REQUIRED ACTION ▸ Write out the records word for word.
·····
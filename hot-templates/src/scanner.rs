//! Template tree scanning.

use std::path::{Component, Path, PathBuf};

use tracing::debug;
use walkdir::WalkDir;

use crate::config::Config;
use crate::error::{Result, TemplateError};

/// A template source read from the tree.
#[derive(Debug, Clone, PartialEq, Eq)]
pub struct SourceFile {
    /// Logical name, relative to the root with `/` separators.
    pub name: String,

    /// Path on disk.
    pub path: PathBuf,

    /// Raw template text.
    pub source: String,
}

/// Walks a template root and reads every file with a recognized extension.
#[derive(Debug, Clone)]
pub struct Scanner {
    config: Config,
}

impl Scanner {
    /// Create a scanner for the config's root and extensions.
    pub fn new(config: Config) -> Self {
        Self { config }
    }

    /// Scan the configured root.
    pub fn scan(&self) -> Result<Vec<SourceFile>> {
        self.scan_dir(&self.config.root)
    }

    /// Scan `root`.
    ///
    /// Any walk or read error aborts the scan; nothing read so far is
    /// returned.
    pub fn scan_dir(&self, root: &Path) -> Result<Vec<SourceFile>> {
        if !root.is_dir() {
            return Err(TemplateError::RootNotFound(root.to_path_buf()));
        }

        let mut files = Vec::new();

        for entry in WalkDir::new(root) {
            let entry = entry?;

            if entry.file_type().is_dir() {
                continue;
            }

            let file_name = entry.file_name().to_string_lossy();
            if !self.config.matches_extension(&file_name) {
                continue;
            }

            let path = entry.into_path();
            let source = std::fs::read_to_string(&path).map_err(|source| TemplateError::Scan {
                path: path.clone(),
                source,
            })?;
            let name = logical_name(root, &path);

            debug!("Scanned template {name}");
            files.push(SourceFile { name, path, source });
        }

        Ok(files)
    }
}

/// Derive the lookup name of `path` under `root`.
///
/// The root prefix is stripped and separators become `/`, so
/// `root/sub/page.tpl` is named `sub/page.tpl` on every platform.
pub fn logical_name(root: &Path, path: &Path) -> String {
    let relative = path.strip_prefix(root).unwrap_or(path);

    // Only normal components survive, which also drops any leading root.
    relative
        .components()
        .filter_map(|c| match c {
            Component::Normal(part) => Some(part.to_string_lossy()),
            _ => None,
        })
        .collect::<Vec<_>>()
        .join("/")
}
//! Immutable compiled template sets.

use minijinja::{Environment, ErrorKind};
use serde::Serialize;

use crate::error::{Result, TemplateError};

/// A fully compiled collection of named templates.
///
/// Built in one pass by [`crate::Compiler`] and never mutated afterwards.
pub struct TemplateSet {
    base_name: String,
    generation: u64,
    names: Vec<String>,
    env: Environment<'static>,
}

impl TemplateSet {
    pub(crate) fn new(
        base_name: String,
        generation: u64,
        mut names: Vec<String>,
        env: Environment<'static>,
    ) -> Self {
        names.sort();
        Self {
            base_name,
            generation,
            names,
            env,
        }
    }

    /// Name of the set.
    pub fn base_name(&self) -> &str {
        &self.base_name
    }

    /// Load generation this set was built by. The first load is 1.
    pub fn generation(&self) -> u64 {
        self.generation
    }

    /// Sorted template names.
    pub fn names(&self) -> &[String] {
        &self.names
    }

    /// Whether `name` is in the set.
    pub fn contains(&self, name: &str) -> bool {
        self.names.binary_search_by(|n| n.as_str().cmp(name)).is_ok()
    }

    /// Number of compiled templates.
    pub fn len(&self) -> usize {
        self.names.len()
    }

    /// Whether the set holds no templates.
    pub fn is_empty(&self) -> bool {
        self.names.is_empty()
    }

    /// Render `name` with `data` to a string.
    pub fn render<S: Serialize>(&self, name: &str, data: S) -> Result<String> {
        let template = self.env.get_template(name).map_err(|source| {
            if source.kind() == ErrorKind::TemplateNotFound {
                TemplateError::NotFound(name.to_string())
            } else {
                TemplateError::Render {
                    name: name.to_string(),
                    source,
                }
            }
        })?;

        template.render(data).map_err(|source| TemplateError::Render {
            name: name.to_string(),
            source,
        })
    }
}

impl std::fmt::Debug for TemplateSet {
    fn fmt(&self, f: &mut std::fmt::Formatter<'_>) -> std::fmt::Result {
        f.debug_struct("TemplateSet")
            .field("base_name", &self.base_name)
            .field("generation", &self.generation)
            .field("names", &self.names)
            .finish()
    }
}
//! Compiles scanned sources into a [`TemplateSet`].

use minijinja::Environment;
use minijinja::syntax::SyntaxConfig;
use tracing::debug;

use crate::config::{Config, DEFAULT_LEFT_DELIM, DEFAULT_RIGHT_DELIM};
use crate::error::{Result, TemplateError};
use crate::scanner::SourceFile;
use crate::set::TemplateSet;

/// Builds template sets from a fixed configuration.
#[derive(Debug, Clone)]
pub struct Compiler {
    config: Config,
}

impl Compiler {
    /// Create a compiler, rejecting delimiters the engine cannot use.
    pub fn new(config: Config) -> Result<Self> {
        config.validate()?;
        let compiler = Self { config };
        compiler.syntax()?;
        Ok(compiler)
    }

    /// Compile every source into a fresh set.
    ///
    /// Fails on the first source that does not parse. Nothing from a failed
    /// attempt survives it.
    pub fn compile(&self, sources: Vec<SourceFile>, generation: u64) -> Result<TemplateSet> {
        let mut env = Environment::new();
        env.set_undefined_behavior(self.config.undefined.into());
        if let Some(syntax) = self.syntax()? {
            env.set_syntax(syntax);
        }
        for (name, function) in self.config.functions.iter() {
            env.add_global(name.to_string(), function.clone());
        }

        let mut names = Vec::with_capacity(sources.len());
        for file in sources {
            debug!("Compiling template {}", file.name);
            env.add_template_owned(file.name.clone(), file.source)
                .map_err(|source| TemplateError::Compile {
                    name: file.name.clone(),
                    source,
                })?;
            names.push(file.name);
        }

        Ok(TemplateSet::new(
            self.config.base_name.clone(),
            generation,
            names,
            env,
        ))
    }

    fn syntax(&self) -> Result<Option<SyntaxConfig>> {
        let (left, right) = self.config.delimiters();
        if (left, right) == (DEFAULT_LEFT_DELIM, DEFAULT_RIGHT_DELIM) {
            return Ok(None);
        }

        SyntaxConfig::builder()
            .variable_delimiters(left.to_string(), right.to_string())
            .build()
            .map(Some)
            .map_err(|e| TemplateError::Config(format!("invalid delimiters {left} {right}: {e}")))
    }
}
·····
RESPONSE TO THE TASK ▸
filename hot-templates/src/scanner.rs
//! Template tree scanning.

use std::path::{Component, Path, PathBuf};

use tracing::debug;
use walkdir::WalkDir;

use crate::config::Config;
use crate::error::{Result, TemplateError};

/// A template source read from the tree.
#[derive(Debug, Clone, PartialEq, Eq)]
pub struct SourceFile {
    /// Logical name, relative to the root with `/` separators.
    pub name: String,

    /// Path on disk.
    pub path: PathBuf,

    /// Raw template text.
    pub source: String,
}

/// Walks a template root and reads every file with a recognized extension.
#[derive(Debug, Clone)]
pub struct Scanner {
    config: Config,
}

impl Scanner {
    /// Create a scanner for the config's root and extensions.
    pub fn new(config: Config) -> Self {
        Self { config }
    }

    /// Scan the configured root.
    pub fn scan(&self) -> Result<Vec<SourceFile>> {
        self.scan_dir(&self.config.root)
    }

    /// Scan `root`.
    ///
    /// Any walk or read error aborts the scan; nothing read so far is
    /// returned.
    pub fn scan_dir(&self, root: &Path) -> Result<Vec<SourceFile>> {
        if !root.is_dir() {
            return Err(TemplateError::RootNotFound(root.to_path_buf()));
        }

        let mut files = Vec::new();

        for entry in WalkDir::new(root) {
            let entry = entry?;

            if entry.file_type().is_dir() {
                continue;
            }

            let file_name = entry.file_name().to_string_lossy();
            if !self.config.matches_extension(&file_name) {
                continue;
            }

            let path = entry.into_path();
            let source = std::fs::read_to_string(&path).map_err(|source| TemplateError::Scan {
                path: path.clone(),
                source,
            })?;
            let name = logical_name(root, &path);

            debug!("Scanned template {name}");
            files.push(SourceFile { name, path, source });
        }

        Ok(files)
    }
}

/// Derive the lookup name of `path` under `root`.
///
/// The root prefix is stripped and separators become `/`, so
/// `root/sub/page.tpl` is named `sub/page.tpl` on every platform.
pub fn logical_name(root: &Path, path: &Path) -> String {
    let relative = path.strip_prefix(root).unwrap_or(path);

    // Only normal components survive, which also drops any leading root.
    relative
        .components()
        .filter_map(|c| match c {
            Component::Normal(part) => Some(part.to_string_lossy()),
            _ => None,
        })
        .collect::<Vec<_>>()
        .join("/")
}
//! Immutable compiled template sets.

use minijinja::{Environment, ErrorKind};
use serde::Serialize;

use crate::error::{Result, TemplateError};

/// A fully compiled collection of named templates.
///
/// Built in one pass by [`crate::Compiler`] and never mutated afterwards.
pub struct TemplateSet {
    base_name: String,
    generation: u64,
    names: Vec<String>,
    env: Environment<'static>,
}

impl TemplateSet {
    pub(crate) fn new(
        base_name: String,
        generation: u64,
        mut names: Vec<String>,
        env: Environment<'static>,
    ) -> Self {
        names.sort();
        Self {
            base_name,
            generation,
            names,
            env,
        }
    }

    /// Name of the set.
    pub fn base_name(&self) -> &str {
        &self.base_name
    }

    /// Load generation this set was built by. The first load is 1.
    pub fn generation(&self) -> u64 {
        self.generation
    }

    /// Sorted template names.
    pub fn names(&self) -> &[String] {
        &self.names
    }

    /// Whether `name` is in the set.
    pub fn contains(&self, name: &str) -> bool {
        self.names.binary_search_by(|n| n.as_str().cmp(name)).is_ok()
    }

    /// Number of compiled templates.
    pub fn len(&self) -> usize {
        self.names.len()
    }

    /// Whether the set holds no templates.
    pub fn is_empty(&self) -> bool {
        self.names.is_empty()
    }

    /// Render `name` with `data` to a string.
    pub fn render<S: Serialize>(&self, name: &str, data: S) -> Result<String> {
        let template = self.env.get_template(name).map_err(|source| {
            if source.kind() == ErrorKind::TemplateNotFound {
                TemplateError::NotFound(name.to_string())
            } else {
                TemplateError::Render {
                    name: name.to_string(),
                    source,
                }
            }
        })?;

        template.render(data).map_err(|source| TemplateError::Render {
            name: name.to_string(),
            source,
        })
    }
}

impl std::fmt::Debug for TemplateSet {
    fn fmt(&self, f: &mut std::fmt::Formatter<'_>) -> std::fmt::Result {
        f.debug_struct("TemplateSet")
            .field("base_name", &self.base_name)
            .field("generation", &self.generation)
            .field("names", &self.names)
            .finish()
    }
}
//! Compiles scanned sources into a [`TemplateSet`].

use minijinja::Environment;
use minijinja::syntax::SyntaxConfig;
use tracing::debug;

use crate::config::{Config, DEFAULT_LEFT_DELIM, DEFAULT_RIGHT_DELIM};
use crate::error::{Result, TemplateError};
use crate::scanner::SourceFile;
use crate::set::TemplateSet;

/// Builds template sets from a fixed configuration.
#[derive(Debug, Clone)]
pub struct Compiler {
    config: Config,
}

impl Compiler {
    /// Create a compiler, rejecting delimiters the engine cannot use.
    pub fn new(config: Config) -> Result<Self> {
        config.validate()?;
        let compiler = Self { config };
        compiler.syntax()?;
        Ok(compiler)
    }

    /// Compile every source into a fresh set.
    ///
    /// Fails on the first source that does not parse. Nothing from a failed
    /// attempt survives it.
    pub fn compile(&self, sources: Vec<SourceFile>, generation: u64) -> Result<TemplateSet> {
        let mut env = Environment::new();
        env.set_undefined_behavior(self.config.undefined.into());
        if let Some(syntax) = self.syntax()? {
            env.set_syntax(syntax);
        }
        for (name, function) in self.config.functions.iter() {
            env.add_global(name.to_string(), function.clone());
        }

        let mut names = Vec::with_capacity(sources.len());
        for file in sources {
            debug!("Compiling template {}", file.name);
            env.add_template_owned(file.name.clone(), file.source)
                .map_err(|source| TemplateError::Compile {
                    name: file.name.clone(),
                    source,
                })?;
            names.push(file.name);
        }

        Ok(TemplateSet::new(
            self.config.base_name.clone(),
            generation,
            names,
            env,
        ))
    }

    fn syntax(&self) -> Result<Option<SyntaxConfig>> {
        let (left, right) = self.config.delimiters();
        if (left, right) == (DEFAULT_LEFT_DELIM, DEFAULT_RIGHT_DELIM) {
            return Ok(None);
        }

        SyntaxConfig::builder()
            .variable_delimiters(left.to_string(), right.to_string())
            .build()
            .map(Some)
            .map_err(|e| TemplateError::Config(format!("invalid delimiters {left} {right}: {e}")))
    }
}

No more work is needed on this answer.